# tun / openvpn

## calubro

hi

i'm running a xen gentoo - domU an try to get openvpn working - when i try to start it i get:

```
dmesg | grep tun

[    0.202559] IPv4 over IPv4 tunneling driver

[    0.203207] sit: IPv6 over IPv4 tunneling driver

[   41.314000] tun: version magic '3.5.7-gentoo SMP mod_unload modversions 686 ' should be '3.5.7-gentoo SMP mod_unload 686 '

[64433.439891] tun: version magic '3.5.7-gentoo SMP mod_unload modversions 686 ' should be '3.5.7-gentoo SMP mod_unload 686 '

[66407.078295] tun: version magic '3.5.7-gentoo SMP mod_unload modversions 686 ' should be '3.5.7-gentoo SMP mod_unload 686 '

[66491.367548] tun: version magic '3.5.7-gentoo SMP mod_unload modversions 686 ' should be '3.5.7-gentoo SMP mod_unload 686 '

```

```
ll /dev/net/tun

crw-rw-rw- 1 root root 10, 200 Mar 24 14:35 /dev/net/tun

```

```
# tail -f /var/log/messages

Mar 25 09:03:56 xxx openvpn[14538]: Socket Buffers: R=[87380->131072] S=[16384->131072]

Mar 25 09:03:56 xxx openvpn[14538]: ROUTE default_gateway=192.168.1.254

Mar 25 09:03:56 xxx kernel: [66491.367548] tun: version magic '3.5.7-gentoo SMP mod_unload modversions 686 ' should be '3.5.7-gentoo SMP mod_unload 686 '

Mar 25 09:03:56 xxx modprobe: FATAL: Error inserting tun (/lib/modules/3.5.7-gentoo/kernel/drivers/net/tun.ko): Invalid module format

Mar 25 09:03:56 xxx openvpn[14538]: Note: Cannot open TUN/TAP dev /dev/net/tun: No such device (errno=19)

Mar 25 09:03:56 xxx openvpn[14538]: /bin/ifconfig  10.8.0.1 pointopoint 10.8.0.2 mtu 1500

Mar 25 09:03:56 xxx openvpn[14538]: Linux ifconfig failed: external program exited with error status: 1

Mar 25 09:03:56 xxx openvpn[14538]: Exiting

Mar 25 09:03:56 xxx /etc/init.d/openvpn[14537]: start-stop-daemon: failed to start `/usr/sbin/openvpn'

Mar 25 09:03:56 xxx /etc/init.d/openvpn[14523]: ERROR: openvpn failed to start

```

```
ifconfif -a

tunl0: flags=128<NOARP>  mtu 1480

        tunnel   txqueuelen 0  (IPIP Tunnel)

        RX packets 0  bytes 0 (0.0 B)

        RX errors 0  dropped 0  overruns 0  frame 0

        TX packets 0  bytes 0 (0.0 B)

        TX errors 0  dropped 0 overruns 0  carrier 0  collisions 0
```

tun/tap device support is build in the kernel ...

Any ideas?

Thx, br Cal

----------

## Hu

I interpret this output to mean that, although TUN is currently builtin, it was at one time a module, and the module is still present on disk.  The module is unnecessary and is configured for a different kernel than the one you now use, so it cannot load.  You should remove it.

----------

## calubro

Hi Hu!

That's true ... it seems to use an old existing module!
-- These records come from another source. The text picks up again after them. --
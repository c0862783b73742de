// Analytics aggregator — pure, deterministic functions over already-fetched
// post sets. No I/O, and no function here ever fails: degenerate input yields
// degenerate-but-valid output (zero, empty, or Stable), because a missing
// metric must never interrupt rendering.

pub mod authors;
pub mod stats;
pub mod timeseries;

pub use authors::{author_stats, classify_tier};
pub use stats::{correlation, engagement_metrics, engagement_score, linear_regression};
pub use timeseries::{Interval, bucket_posts, posting_heatmap};
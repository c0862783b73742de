use std::path::PathBuf;

use chrono::DateTime;
use clap::Args;

use threadlens_core::types::PostFilter;

#[derive(Args, Debug)]
pub struct StatsArgs {
    /// Path to the database file
    #[arg(long, default_value = "threadlens.db")]
    pub db: PathBuf,

    /// Path to a threadlens.toml config file
    #[arg(long)]
    pub config: Option<PathBuf>,

    /// Output format: text or json
    #[arg(long, default_value = "text")]
    pub format: String,
}

pub async fn run(args: StatsArgs) -> anyhow::Result<()> {
    let engine = super::open_engine(&args.db, args.config.as_deref())?;
    let stats = engine.stats().await?;
    let metrics = engine
        .query_engagement_metrics(&PostFilter::default())
        .await?;

    if args.format == "json" {
        let combined = serde_json::json!({ "store": stats, "engagement": metrics });
        println!("{}", serde_json::to_string_pretty(&combined)?);
        return Ok(());
    }

    println!("Dataset: {}", args.db.display());
    println!("  posts:            {}", stats.total_posts);
    println!("  authors:          {}", stats.distinct_authors);
    println!("  db size:          {} bytes", stats.db_size_bytes);
    if let (Some(from), Some(to)) = (stats.earliest_post, stats.latest_post) {
        println!("  range:            {} .. {}", format_ts(from), format_ts(to));
    }
    let mut platforms: Vec<_> = stats.posts_by_platform.iter().collect();
    platforms.sort_by(|a, b| b.1.cmp(a.1));
    for (platform, count) in platforms {
        println!("  {platform:<17} {count}");
    }

    println!("Engagement:");
    println!("  total score:      {}", metrics.total_score);
    println!("  avg score:        {:.1}", metrics.avg_score);
    println!("  total comments:   {}", metrics.total_comments);
    println!("  avg comments:     {:.1}", metrics.avg_comments);
    println!("  total engagement: {}", metrics.total_engagement);
    println!("  avg engagement:   {:.1}", metrics.avg_engagement);
    Ok(())
}

fn format_ts(ts: i64) -> String {
    DateTime::from_timestamp(ts, 0)
        .map_or_else(|| ts.to_string(), |dt| dt.format("%Y-%m-%d").to_string())
}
I tried to remove it and got this:

```
# tail -f /var/log/messages

Mar 26 07:26:32 xxx openvpn[16401]: TLS-Auth MTU parms [ L:1544 D:140 EF:40 EB:0 ET:0 EL:0 ]

Mar 26 07:26:32 xxx openvpn[16401]: Socket Buffers: R=[87380->131072] S=[16384->131072]

Mar 26 07:26:32 xxx openvpn[16401]: ROUTE default_gateway=192.168.1.254

Mar 26 07:26:32 xxx modprobe: FATAL: Could not read '/lib/modules/3.5.7-gentoo/kernel/drivers/net/tun.ko': No such file or directory

Mar 26 07:26:32 xxx openvpn[16401]: Note: Cannot open TUN/TAP dev /dev/net/tun: No such device (errno=19)

Mar 26 07:26:32 xxx openvpn[16401]: /bin/ifconfig  10.8.0.1 pointopoint 10.8.0.2 mtu 1500

Mar 26 07:26:32 xxx openvpn[16401]: Linux ifconfig failed: external program exited with error status: 1

Mar 26 07:26:32 xxx openvpn[16401]: Exiting

Mar 26 07:26:32 xxx /etc/init.d/openvpn[16400]: start-stop-daemon: failed to start `/usr/sbin/openvpn'

Mar 26 07:26:32 xxx /etc/init.d/openvpn[16386]: ERROR: openvpn failed to start

^C

xxx # ll /dev/net/tun

crw-rw-rw- 1 root root 10, 200 Mar 24 14:35 /dev/net/tun

```

I tried to remove the section in the init script - but still same message ...

EDIT:

I got openVpn to start: changed the tun/tap to Module in the Kernel - and copied it to the domU ... not a real clean solution I think but working ...

----------